After a snowbound weekend in the Upper Midwest finally started to improve a little bit early this afternoon, I decided to make a junk food run to the corner store. As I paid my $15 for the assortment of useless sugary and salty entreees and beverages, I wondered what kind of sticker price I'll be looking forward to 20 years from now for the same bag full of junk food. As the cost of government explodes in the decades to come due to demographic shifts, the need for further revenue streams will parallel said trend. But if recent history is any indication, the politically connected affluent will continue to see a decline in the tax burdens that fall upon them. Politicians can be expected to pick up the slack from path-of-least-resistance revenue sources, and right at the top of that list will be the regressive and inanely puritanical "sin tax" on every consumer good that elected officials deem "naughty". Most troubling is that self-identified "progressives" are likely to be the loudest cheerleaders in favor of this madness.
The slippery divide-and-conquer method used to fuel public support in favor of endless supersized taxes against the disproportionately working-class demographic of smokers is where growing government dependence on the "sin tax" originated, and will serve as the model for which the "sin tax" model will be expanded. The minute it becomes politically doable (and we're getting closer by the day), politicians will come out en masse endorsing large new sin taxes against food and beverage products that they deem contribute to obesity, increase the nation's collective health care bill, or other such nonsense. And since this scheme will be framed within the pseudo-populist drivel of "making 'Big Fast Food', 'Big Soda Pop', 'Big Ice Cream', and 'Big Girl Scout Cookies' pay for their sins", the usual suspects of the nanny-state left will get behind the idea as a way of "increasing funding for education or health care". But of course, the group that really pays is the disproportionately working-class consumer group who buys these items.

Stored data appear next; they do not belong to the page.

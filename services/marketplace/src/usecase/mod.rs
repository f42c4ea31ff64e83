pub mod auth;
pub mod category;
pub mod course;
pub mod lecture;
pub mod order;
pub mod review;
pub mod section;
pub mod user;

use uuid::Uuid;

use crate::error::MarketplaceError;

/// Trimmed value of a required text field.
pub fn required(
    value: Option<String>,
    field: &'static str,
) -> Result<String, MarketplaceError> {
    value
        .map(|v| v.trim().to_owned())
        .filter(|v| !v.is_empty())
        .ok_or(MarketplaceError::MissingField(field))
}

/// Trimmed value of an optional text field; blank counts as absent.
pub fn optional(value: Option<String>) -> Option<String> {
    value
        .map(|v| v.trim().to_owned())
        .filter(|v| !v.is_empty())
}

/// Identifier sent as a body field.
pub fn required_id(value: Option<String>, field: &'static str) -> Result<Uuid, MarketplaceError> {
    required(value, field)?
        .parse()
        .map_err(|_| MarketplaceError::InvalidId(field))
}

/// Identifier sent as an optional body field; blank counts as absent.
pub fn optional_id(
    value: Option<String>,
    field: &'static str,
) -> Result<Option<Uuid>, MarketplaceError> {
    optional(value)
        .map(|v| v.parse().map_err(|_| MarketplaceError::InvalidId(field)))
        .transpose()
}
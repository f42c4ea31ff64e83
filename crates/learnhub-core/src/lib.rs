//! Cross-cutting HTTP plumbing shared by Learnhub services.

pub mod health;
pub mod middleware;
pub mod serde;
pub mod tracing;
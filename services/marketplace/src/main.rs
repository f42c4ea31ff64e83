use sea_orm::Database;
use tracing::info;

use learnhub_core::tracing::init_tracing;
use learnhub_marketplace::config::MarketplaceConfig;
use learnhub_marketplace::router::build_router;
use learnhub_marketplace::state::AppState;

#[tokio::main]
async fn main() {
    init_tracing();

    let config = MarketplaceConfig::from_env();
    let port = config.port;

    let db = Database::connect(&config.database_url)
        .await
        .expect("failed to connect to database");

    let http = reqwest::Client::builder()
        .user_agent(concat!("learnhub-marketplace/", env!("CARGO_PKG_VERSION")))
        .build()
        .expect("failed to build HTTP client");

    tokio::fs::create_dir_all(&config.upload_dir)
        .await
        .expect("failed to create upload directory");

    let state = AppState::new(config, db, http);
    let router = build_router(state);

    let addr = format!("0.0.0.0:{port}");
    let listener = tokio::net::TcpListener::bind(&addr)
        .await
        .expect("failed to bind");

    info!("marketplace service listening on {addr}");
    axum::serve(listener, router).await.expect("server error");
}
use axum::extract::multipart::MultipartRejection;
use axum::extract::rejection::{JsonRejection, QueryRejection};
use axum::http::StatusCode;
use axum::response::{IntoResponse, Response};

use learnhub_domain::course::PriceError;
use learnhub_domain::review::InvalidRating;

/// Marketplace service error variants.
///
/// Every variant maps onto one HTTP class: 400 bad request, 401
/// unauthenticated, 403 unauthorized, 404 not found or 500 internal.
#[derive(Debug, thiserror::Error)]
pub enum MarketplaceError {
    // 400
    #[error("please provide {0}")]
    MissingField(&'static str),
    #[error("nothing to update")]
    NothingToUpdate,
    #[error("invalid {0}")]
    InvalidId(&'static str),
    #[error("invalid request body: {0}")]
    InvalidBody(String),
    #[error(transparent)]
    InvalidPrice(#[from] PriceError),
    #[error(transparent)]
    InvalidRating(#[from] InvalidRating),
    #[error("invalid role: {0}")]
    InvalidRole(String),
    #[error("email already exists")]
    EmailTaken,
    #[error("category already exists")]
    CategoryNameTaken,
    #[error("category still has courses")]
    CategoryInUse,
    #[error("you already have this course")]
    CourseAlreadyOwned,
    #[error("you already reviewed this course")]
    ReviewAlreadyExists,
    #[error("old password is incorrect")]
    WrongPassword,
    #[error("invalid webhook signature")]
    InvalidSignature,
    // 401
    #[error("invalid credentials")]
    InvalidCredentials,
    // 403
    #[error("not authorized to access this route")]
    Forbidden,
    #[error("only the course instructor can modify this course")]
    NotCourseOwner,
    #[error("only the review author can modify this review")]
    NotReviewAuthor,
    // 404
    #[error("user not found")]
    UserNotFound,
    #[error("category not found")]
    CategoryNotFound,
    #[error("course not found")]
    CourseNotFound,
    #[error("section not found")]
    SectionNotFound,
    #[error("lecture not found")]
    LectureNotFound,
    #[error("order not found")]
    OrderNotFound,
    #[error("review not found")]
    ReviewNotFound,
    // 500
    #[error("internal error")]
    Internal(#[from] anyhow::Error),
}

impl MarketplaceError {
    pub fn kind(&self) -> &'static str {
        match self {
            Self::MissingField(_) => "MISSING_FIELD",
            Self::NothingToUpdate => "NOTHING_TO_UPDATE",
            Self::InvalidId(_) => "INVALID_ID",
            Self::InvalidBody(_) => "INVALID_BODY",
            Self::InvalidPrice(_) => "INVALID_PRICE",
            Self::InvalidRating(_) => "INVALID_RATING",
            Self::InvalidRole(_) => "INVALID_ROLE",
            Self::EmailTaken => "EMAIL_TAKEN",
            Self::CategoryNameTaken => "CATEGORY_NAME_TAKEN",
            Self::CategoryInUse => "CATEGORY_IN_USE",
            Self::CourseAlreadyOwned => "COURSE_ALREADY_OWNED",
            Self::ReviewAlreadyExists => "REVIEW_ALREADY_EXISTS",
            Self::WrongPassword => "WRONG_PASSWORD",
            Self::InvalidSignature => "INVALID_SIGNATURE",
            Self::InvalidCredentials => "INVALID_CREDENTIALS",
            Self::Forbidden => "FORBIDDEN",
            Self::NotCourseOwner => "NOT_COURSE_OWNER",
            Self::NotReviewAuthor => "NOT_REVIEW_AUTHOR",
            Self::UserNotFound => "USER_NOT_FOUND",
            Self::CategoryNotFound => "CATEGORY_NOT_FOUND",
            Self::CourseNotFound => "COURSE_NOT_FOUND",
            Self::SectionNotFound => "SECTION_NOT_FOUND",
            Self::LectureNotFound => "LECTURE_NOT_FOUND",
            Self::OrderNotFound => "ORDER_NOT_FOUND",
            Self::ReviewNotFound => "REVIEW_NOT_FOUND",
            Self::Internal(_) => "INTERNAL",
        }
    }

    pub fn status(&self) -> StatusCode {
        match self {
            Self::MissingField(_)
            | Self::NothingToUpdate
            | Self::InvalidId(_)
            | Self::InvalidBody(_)
            | Self::InvalidPrice(_)
            | Self::InvalidRating(_)
            | Self::InvalidRole(_)
            | Self::EmailTaken
            | Self::CategoryNameTaken
            | Self::CategoryInUse
            | Self::CourseAlreadyOwned
            | Self::ReviewAlreadyExists
            | Self::WrongPassword
            | Self::InvalidSignature => StatusCode::BAD_REQUEST,
            Self::InvalidCredentials => StatusCode::UNAUTHORIZED,
            Self::Forbidden | Self::NotCourseOwner | Self::NotReviewAuthor => {
                StatusCode::FORBIDDEN
            }
            Self::UserNotFound
            | Self::CategoryNotFound
            | Self::CourseNotFound
            | Self::SectionNotFound
            | Self::LectureNotFound
            | Self::OrderNotFound
            | Self::ReviewNotFound => StatusCode::NOT_FOUND,
            Self::Internal(_) => StatusCode::INTERNAL_SERVER_ERROR,
        }
    }
}

impl From<JsonRejection> for MarketplaceError {
    fn from(rejection: JsonRejection) -> Self {
        Self::InvalidBody(rejection.body_text())
    }
}

impl From<QueryRejection> for MarketplaceError {
    fn from(rejection: QueryRejection) -> Self {
        Self::InvalidBody(rejection.body_text())
    }
}

impl From<MultipartRejection> for MarketplaceError {
    fn from(rejection: MultipartRejection) -> Self {
        Self::InvalidBody(rejection.body_text())
    }
}

impl IntoResponse for MarketplaceError {
    fn into_response(self) -> Response {
        if let Self::Internal(ref e) = self {
            tracing::error!(error = ?e, kind = "INTERNAL", "internal error");
        }
        let body = serde_json::json!({
            "kind": self.kind(),
            "msg": self.to_string(),
        });
        (self.status(), axum::Json(body)).into_response()
    }
}
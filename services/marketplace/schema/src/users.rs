use sea_orm::entity::prelude::*;

/// Marketplace account. `role` holds the `UserRole` wire name.
#[derive(Clone, Debug, PartialEq, Eq, DeriveEntityModel)]
#[sea_orm(table_name = "users")]
pub struct Model {
    #[sea_orm(primary_key, auto_increment = false)]
    pub id: Uuid,
    pub name: String,
    #[sea_orm(unique)]
    pub email: String,
    pub password_hash: String,
    pub role: String,
    pub bio: Option<String>,
    pub profile_picture: String,
    pub created_at: chrono::DateTime<chrono::Utc>,
    pub updated_at: chrono::DateTime<chrono::Utc>,
}

#[derive(Copy, Clone, Debug, EnumIter, DeriveRelation)]
pub enum Relation {
    #[sea_orm(has_many = "super::courses::Entity")]
    Courses,
    #[sea_orm(has_many = "super::orders::Entity")]
    Orders,
    #[sea_orm(has_many = "super::reviews::Entity")]
    Reviews,
}

impl Related<super::courses::Entity> for Entity {
    fn to() -> RelationDef {
        Relation::Courses.def()
    }
}

impl Related<super::orders::Entity> for Entity {
    fn to() -> RelationDef {
        Relation::Orders.def()
    }
}

impl Related<super::reviews::Entity> for Entity {
    fn to() -> RelationDef {
        Relation::Reviews.def()
    }
}

impl ActiveModelBehavior for ActiveModel {}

Most ironic is the budgetary ticking time bomb these microregulating sin taxes present. While it's convenient for short-sighted politicians to plug budget holes and expand programs by levying proportionately huge sin taxes on a powerless peasantry rather than income, dividend, property, or estate taxes on politically connected campaign contributors, this proposed solution only creates longer-term problems. For one thing, selling any consumer goods significantly higher than their market value invites a distribution takeover by organized crime, with smugglers happily willing to play middleman between a naughty consumer population and a greedy, clueless government. The inevitable consequence will be a criminal justice system that can't grow fast enough to accommodate all the new felons we'll be creating. This is already happening with cigarettes, as insanely high taxes have presented Hezbollah and other terrorist groups with their primary source of fundraising. Will Doritos and Snickers bars soon follow? Probably.
Then there's the ghoulish reality that healthy lifestyles leading to longer life expectancies. The very demographic trend (a growing population of geriatrics) that will necessitate the need for new revenue sources will only become that much more chasmic if nanny-state government policy succeeds in forcing healthier lifestyles upon the population. If government wanted to avoid a huge financial shortfall of Social Security and Medicare, it would promote, rather than attempt to deter the consumption, of cigarettes and junk food. Given the political incorrectness of this reality, it is rarely stated aloud by anyone in authority, so the public will remain gleefully ignorant that the magnitude of our long-term revenue shortfalls will become even less manageable with government-mandated "healthier lifestyles".
Most concerning in the present is the distasteful culture war that is inadvertantly being foisted on the working-class with the shifting tax policy that rewards wealth and further penalizes bad habits. It's getting harder and harder to convince working-class friends of mine who smoke that the Democratic Party is the party of the working guy. My state's governor just got elected on the backs of working people, but has now made a $1-per-pack cigarette tax his top legislative priority in the session. Scarcely a word was mentioned of this priority during the campaign, but now alot of low-income people who voted for this guy are likely to have a new tax levied exclusively to them to the tune of hundreds or even thousands of dollars per year, while the other 80% of the population who voted for this Governor in proportionately smaller numbers get to be held harmless from additional taxes and play the role of sanctimonious scolds. This is monstrously unethical now and will be with every subsequent "sin tax" that is imposed or raised by politicians who barely or never mention such an intention when campaigning.
Anybody who follows current trendlines should be able to see that the tax burden is shifting towards regressivism. It's thus no coincidence that the sin tax is both the most regressive tax of all....and the largest source of new revenue for state and local governments. If we in this community are truly advocates for the "common man/woman" as we claim, we will fight to stop this trend rather than be its top promoters. Sadly, it appears as though shifting tax burden to the poor is one of the few things political leaders of the left and right agree on these days...and I don't expect that to change anytime soon.